* Provided material:

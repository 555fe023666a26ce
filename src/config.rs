//! Service Configuration
//! Mission: One typed view of env vars and CLI flags, validated before anything starts

use crate::fx::FxTable;
use anyhow::{ensure, Context, Result};
use clap::Parser;
use rust_decimal::Decimal;
use std::net::SocketAddr;
use tracing::warn;

const DEV_JWT_SECRET: &str = "dev-secret-change-in-production-minimum-32-characters";

#[derive(Parser, Debug, Clone)]
#[command(name = "stakebook")]
#[command(about = "Stake custody and settlement service for binary prediction markets")]
pub struct Config {
    /// Ledger database (wallets, orders, markets, revenue)
    #[arg(long, env = "STAKEBOOK_DB_PATH", default_value = "stakebook_ledger.db")]
    pub db_path: String,

    /// User accounts database
    #[arg(long, env = "AUTH_DB_PATH", default_value = "stakebook_auth.db")]
    pub auth_db_path: String,

    /// HMAC secret for session tokens
    #[arg(long, env = "JWT_SECRET", default_value = DEV_JWT_SECRET, hide_env_values = true)]
    pub jwt_secret: String,

    /// HTTP listen address
    #[arg(long, env = "STAKEBOOK_BIND", default_value = "0.0.0.0:3000")]
    pub bind: SocketAddr,

    /// Share of each contested losing pool kept as platform revenue
    #[arg(long, env = "STAKEBOOK_FEE_RATE", default_value = "0.02")]
    pub fee_rate: Decimal,

    /// INR per USD, used for reporting only
    #[arg(long, env = "STAKEBOOK_USD_INR", default_value = "83")]
    pub usd_inr: Decimal,
}

impl Config {
    /// Parse flags (falling back to env vars) and validate.
    pub fn from_env() -> Result<Self> {
        let config = Self::try_parse().context("Invalid configuration")?;
        config.validate()?;
        Ok(config)
    }

    pub fn validate(&self) -> Result<()> {
        ensure!(
            self.fee_rate >= Decimal::ZERO && self.fee_rate < Decimal::ONE,
            "STAKEBOOK_FEE_RATE must be in [0, 1), got {}",
            self.fee_rate
        );
        ensure!(
            self.usd_inr > Decimal::ZERO,
            "STAKEBOOK_USD_INR must be positive, got {}",
            self.usd_inr
        );
        ensure!(!self.jwt_secret.trim().is_empty(), "JWT_SECRET must not be empty");

        if self.jwt_secret == DEV_JWT_SECRET {
            warn!("JWT_SECRET not set, using the development secret");
        }
        Ok(())
    }

    pub fn fx(&self) -> Result<FxTable> {
        FxTable::new(self.usd_inr).context("STAKEBOOK_USD_INR must be positive")
    }
}
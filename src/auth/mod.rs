//! Authentication Module
//! Mission: Supply a trusted (user id, role) for every request via JWT and RBAC

pub mod api;
pub mod jwt;
pub mod middleware;
pub mod models;
pub mod user_store;

pub use api::AuthState;
pub use jwt::JwtHandler;
pub use middleware::auth_middleware;
pub use user_store::UserStore;
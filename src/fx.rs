//! Static FX table
//! Mission: Cross-currency reporting only; funds never change currency

use crate::error::{LedgerError, LedgerResult};
use crate::models::{Currency, MONEY_SCALE};
use rust_decimal::{Decimal, RoundingStrategy};

/// Default USD -> INR rate.
pub const DEFAULT_USD_INR: Decimal = Decimal::from_parts(83, 0, 0, false, 0);

#[derive(Debug, Clone, Copy, PartialEq)]
pub struct FxTable {
    usd_inr: Decimal,
}

impl Default for FxTable {
    fn default() -> Self {
        Self {
            usd_inr: DEFAULT_USD_INR,
        }
    }
}

impl FxTable {
    /// Returns `None` unless the rate is positive.
    pub fn new(usd_inr: Decimal) -> Option<Self> {
        (usd_inr > Decimal::ZERO).then_some(Self { usd_inr })
    }

    /// Units of `to` per one unit of `from`.
    pub fn rate(&self, from: Currency, to: Currency) -> Decimal {
        match (from, to) {
            (Currency::Usd, Currency::Inr) => self.usd_inr,
            (Currency::Inr, Currency::Usd) => Decimal::ONE / self.usd_inr,
            _ => Decimal::ONE,
        }
    }

    /// Converted amount, rounded to the minor unit.
    pub fn convert(&self, amount: Decimal, from: Currency, to: Currency) -> LedgerResult<Decimal> {
        if from == to {
            return Ok(amount);
        }
        amount
            .checked_mul(self.rate(from, to))
            .map(|v| v.round_dp_with_strategy(MONEY_SCALE, RoundingStrategy::MidpointAwayFromZero))
            .ok_or_else(|| {
                LedgerError::Invariant(format!("{} {} does not fit in {}", amount, from, to))
            })
    }
}
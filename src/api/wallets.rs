//! Wallet endpoints.

use super::error::{blocking, ApiError};
use super::routes::AppState;
use crate::models::{Actor, Currency, LedgerEntry, Wallet};
use axum::{
    extract::{
        rejection::{JsonRejection, PathRejection},
        Path, State,
    },
    http::StatusCode,
    Extension, Json,
};
use rust_decimal::Decimal;
use serde::Deserialize;
use uuid::Uuid;

#[derive(Debug, Deserialize)]
pub struct CreateWalletRequest {
    pub currency: Currency,
    pub balance: Decimal,
}

#[derive(Debug, Deserialize)]
pub struct DepositRequest {
    pub amount: Decimal,
}

/// POST /api/wallets
pub async fn create_wallet(
    State(state): State<AppState>,
    Extension(actor): Extension<Actor>,
    body: Result<Json<CreateWalletRequest>, JsonRejection>,
) -> Result<(StatusCode, Json<Wallet>), ApiError> {
    let Json(request) = body?;
    let wallets = state.wallets.clone();
    let wallet =
        blocking(move || wallets.open(&actor, request.currency, request.balance)).await?;
    Ok((StatusCode::CREATED, Json(wallet)))
}

/// GET /api/wallets
pub async fn list_wallets(
    State(state): State<AppState>,
    Extension(actor): Extension<Actor>,
) -> Result<Json<Vec<Wallet>>, ApiError> {
    let wallets = state.wallets.clone();
    Ok(Json(blocking(move || wallets.list(&actor)).await?))
}

/// GET /api/wallets/:id
pub async fn get_wallet(
    State(state): State<AppState>,
    Extension(actor): Extension<Actor>,
    path: Result<Path<Uuid>, PathRejection>,
) -> Result<Json<Wallet>, ApiError> {
    let Path(wallet_id) = path?;
    let wallets = state.wallets.clone();
    Ok(Json(blocking(move || wallets.get(&actor, wallet_id)).await?))
}

/// POST /api/wallets/:id/deposits
pub async fn deposit(
    State(state): State<AppState>,
    Extension(actor): Extension<Actor>,
    path: Result<Path<Uuid>, PathRejection>,
    body: Result<Json<DepositRequest>, JsonRejection>,
) -> Result<Json<Wallet>, ApiError> {
    let Path(wallet_id) = path?;
    let Json(request) = body?;
    let wallets = state.wallets.clone();
    let wallet = blocking(move || wallets.deposit(&actor, wallet_id, request.amount)).await?;
    Ok(Json(wallet))
}

/// GET /api/wallets/:id/entries
pub async fn wallet_entries(
    State(state): State<AppState>,
    Extension(actor): Extension<Actor>,
    path: Result<Path<Uuid>, PathRejection>,
) -> Result<Json<Vec<LedgerEntry>>, ApiError> {
    let Path(wallet_id) = path?;
    let wallets = state.wallets.clone();
    Ok(Json(blocking(move || wallets.entries(&actor, wallet_id)).await?))
}
//! Authentication Middleware
//! Mission: Turn a bearer token into the `Actor` every protected handler works with

use crate::auth::jwt::JwtHandler;
use axum::{
    extract::{Request, State},
    http::StatusCode,
    middleware::Next,
    response::{IntoResponse, Response},
    Json,
};
use serde_json::json;
use std::sync::Arc;

/// Validates `Authorization: Bearer <jwt>` and stores `Claims` and `Actor` in the
/// request extensions.
pub async fn auth_middleware(
    State(jwt_handler): State<Arc<JwtHandler>>,
    mut req: Request,
    next: Next,
) -> Result<Response, AuthError> {
    let header = req
        .headers()
        .get("Authorization")
        .ok_or(AuthError::MissingToken)?
        .to_str()
        .map_err(|_| AuthError::InvalidFormat)?;

    let token = header
        .strip_prefix("Bearer ")
        .ok_or(AuthError::InvalidFormat)?;

    let (claims, actor) = jwt_handler
        .authenticate(token)
        .map_err(|_| AuthError::InvalidToken)?;

    req.extensions_mut().insert(claims);
    req.extensions_mut().insert(actor);

    Ok(next.run(req).await)
}

/// Auth error types
#[derive(Debug)]
pub enum AuthError {
    MissingToken,
    InvalidFormat,
    InvalidToken,
}

impl IntoResponse for AuthError {
    fn into_response(self) -> Response {
        let message = match self {
            AuthError::MissingToken => "Missing authorization token",
            AuthError::InvalidFormat => "Invalid authorization format. Use: Bearer {token}",
            AuthError::InvalidToken => "Invalid or expired token",
        };

        (
            StatusCode::UNAUTHORIZED,
            Json(json!({ "error": "unauthorized", "message": message })),
        )
            .into_response()
    }
}
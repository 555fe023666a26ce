//! HTTP surface over the ledger services.

pub mod error;
pub mod markets;
pub mod orders;
pub mod reports;
pub mod routes;
pub mod wallets;

pub use error::ApiError;
pub use routes::{create_router, AppState};
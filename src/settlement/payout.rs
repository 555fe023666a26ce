//! Pool math for one currency of one market. Pure: no store access.

use crate::error::{LedgerError, LedgerResult};
use crate::models::{checked_total, Currency, Order, Outcome, MINOR_UNIT, MONEY_SCALE};
use rust_decimal::{Decimal, RoundingStrategy};
use serde::Serialize;
use uuid::Uuid;

/// Fee on the losing pool, rounded to the minor unit (half away from zero).
pub fn platform_fee(losing_pool: Decimal, fee_rate: Decimal) -> Decimal {
    (losing_pool * fee_rate)
        .round_dp_with_strategy(MONEY_SCALE, RoundingStrategy::MidpointAwayFromZero)
}

/// Split `distributable` across `stakes` pro rata, in minor units.
///
/// Each share is floored to the minor unit; leftover cents go one at a time to the
/// largest fractional remainders, earlier stakes first on ties. The result always sums
/// to `distributable` exactly.
pub fn allocate_shares(stakes: &[Decimal], distributable: Decimal) -> LedgerResult<Vec<Decimal>> {
    let pool = checked_total("winning pool", stakes.iter().copied())?;
    if stakes.is_empty() || pool <= Decimal::ZERO || distributable <= Decimal::ZERO {
        return Ok(vec![Decimal::ZERO; stakes.len()]);
    }

    let mut shares = Vec::with_capacity(stakes.len());
    let mut remainders = Vec::with_capacity(stakes.len());
    for stake in stakes {
        // Divide first when stake * distributable leaves the Decimal range
        let exact = stake
            .checked_mul(distributable)
            .and_then(|product| product.checked_div(pool))
            .or_else(|| {
                distributable
                    .checked_div(pool)
                    .and_then(|ratio| ratio.checked_mul(*stake))
            })
            .ok_or_else(|| {
                LedgerError::Invariant(format!("share of stake {} overflowed", stake))
            })?;
        let floored = exact.round_dp_with_strategy(MONEY_SCALE, RoundingStrategy::ToZero);
        shares.push(floored);
        remainders.push(exact - floored);
    }

    let mut ranked: Vec<usize> = (0..stakes.len()).collect();
    // Stable sort keeps earlier stakes ahead on equal remainders
    ranked.sort_by(|a, b| remainders[*b].cmp(&remainders[*a]));

    let mut leftover = distributable - checked_total("allocated shares", shares.iter().copied())?;
    for idx in ranked.iter().cycle() {
        if leftover < MINOR_UNIT {
            break;
        }
        shares[*idx] += MINOR_UNIT;
        leftover -= MINOR_UNIT;
    }
    // The divide-first ratio rounds at 28 digits and can overshoot by a cent
    for idx in ranked.iter().rev().cycle() {
        if leftover >= Decimal::ZERO {
            break;
        }
        if shares[*idx] >= MINOR_UNIT {
            shares[*idx] -= MINOR_UNIT;
            leftover += MINOR_UNIT;
        }
    }

    Ok(shares)
}

/// What settlement does to one locked order.
#[derive(Debug, Clone, Copy, PartialEq, Eq, Serialize)]
#[serde(tag = "kind", rename_all = "camelCase")]
pub enum Movement {
    /// No-contest: order cancelled, stake released untouched
    Refund { order_id: Uuid, wallet_id: Uuid, amount: Decimal },
    /// Losing stake forfeited in full
    Forfeit { order_id: Uuid, wallet_id: Uuid, amount: Decimal },
    /// Winning stake released plus `share` of the distributable pool
    Payout {
        order_id: Uuid,
        wallet_id: Uuid,
        amount: Decimal,
        share: Decimal,
    },
}

impl Movement {
    pub fn order_id(&self) -> Uuid {
        match self {
            Movement::Refund { order_id, .. }
            | Movement::Forfeit { order_id, .. }
            | Movement::Payout { order_id, .. } => *order_id,
        }
    }
}

/// Settlement plan for the locked orders of one currency.
#[derive(Debug, Clone, PartialEq)]
pub struct PoolPlan {
    pub currency: Currency,
    pub winning_pool: Decimal,
    pub losing_pool: Decimal,
    pub platform_fee: Decimal,
    pub distributable_pool: Decimal,
    pub movements: Vec<Movement>,
}

impl PoolPlan {
    /// Both sides staked something: money changes hands.
    pub fn is_contested(&self) -> bool {
        self.winning_pool > Decimal::ZERO && self.losing_pool > Decimal::ZERO
    }

    pub fn total_payout(&self) -> Decimal {
        self.movements
            .iter()
            .map(|m| match m {
                Movement::Payout { share, .. } => *share,
                _ => Decimal::ZERO,
            })
            .sum()
    }
}

/// Build the plan for `orders`, which must all be locked and share `currency`.
pub fn plan_pool(
    currency: Currency,
    orders: &[Order],
    winning: Outcome,
    fee_rate: Decimal,
) -> LedgerResult<PoolPlan> {
    let (winners, losers): (Vec<&Order>, Vec<&Order>) =
        orders.iter().partition(|o| o.outcome == winning);

    let winning_pool = checked_total("winning pool", winners.iter().map(|o| o.amount))?;
    let losing_pool = checked_total("losing pool", losers.iter().map(|o| o.amount))?;

    if winning_pool.is_zero() || losing_pool.is_zero() {
        return Ok(PoolPlan {
            currency,
            winning_pool,
            losing_pool,
            platform_fee: Decimal::ZERO,
            distributable_pool: Decimal::ZERO,
            movements: orders
                .iter()
                .map(|o| Movement::Refund {
                    order_id: o.id,
                    wallet_id: o.wallet_id,
                    amount: o.amount,
                })
                .collect(),
        });
    }

    let platform_fee = platform_fee(losing_pool, fee_rate);
    let distributable_pool = losing_pool - platform_fee;

    let stakes: Vec<Decimal> = winners.iter().map(|o| o.amount).collect();
    let shares = allocate_shares(&stakes, distributable_pool)?;

    let mut movements = Vec::with_capacity(orders.len());
    movements.extend(losers.iter().map(|o| Movement::Forfeit {
        order_id: o.id,
        wallet_id: o.wallet_id,
        amount: o.amount,
    }));
    movements.extend(winners.iter().zip(shares).map(|(o, share)| Movement::Payout {
        order_id: o.id,
        wallet_id: o.wallet_id,
        amount: o.amount,
        share,
    }));

    Ok(PoolPlan {
        currency,
        winning_pool,
        losing_pool,
        platform_fee,
        distributable_pool,
        movements,
    })
}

* Activity: Go through the entries above and report each line with the string "remainders" in it.

* Response below:
/// largest fractional remainders, earlier stakes first on ties. The result always sums
    let mut remainders = Vec::with_capacity(stakes.len());
        remainders.push(exact - floored);
    // Stable sort keeps earlier stakes ahead on equal remainders
    ranked.sort_by(|a, b| remainders[*b].cmp(&remainders[*a]));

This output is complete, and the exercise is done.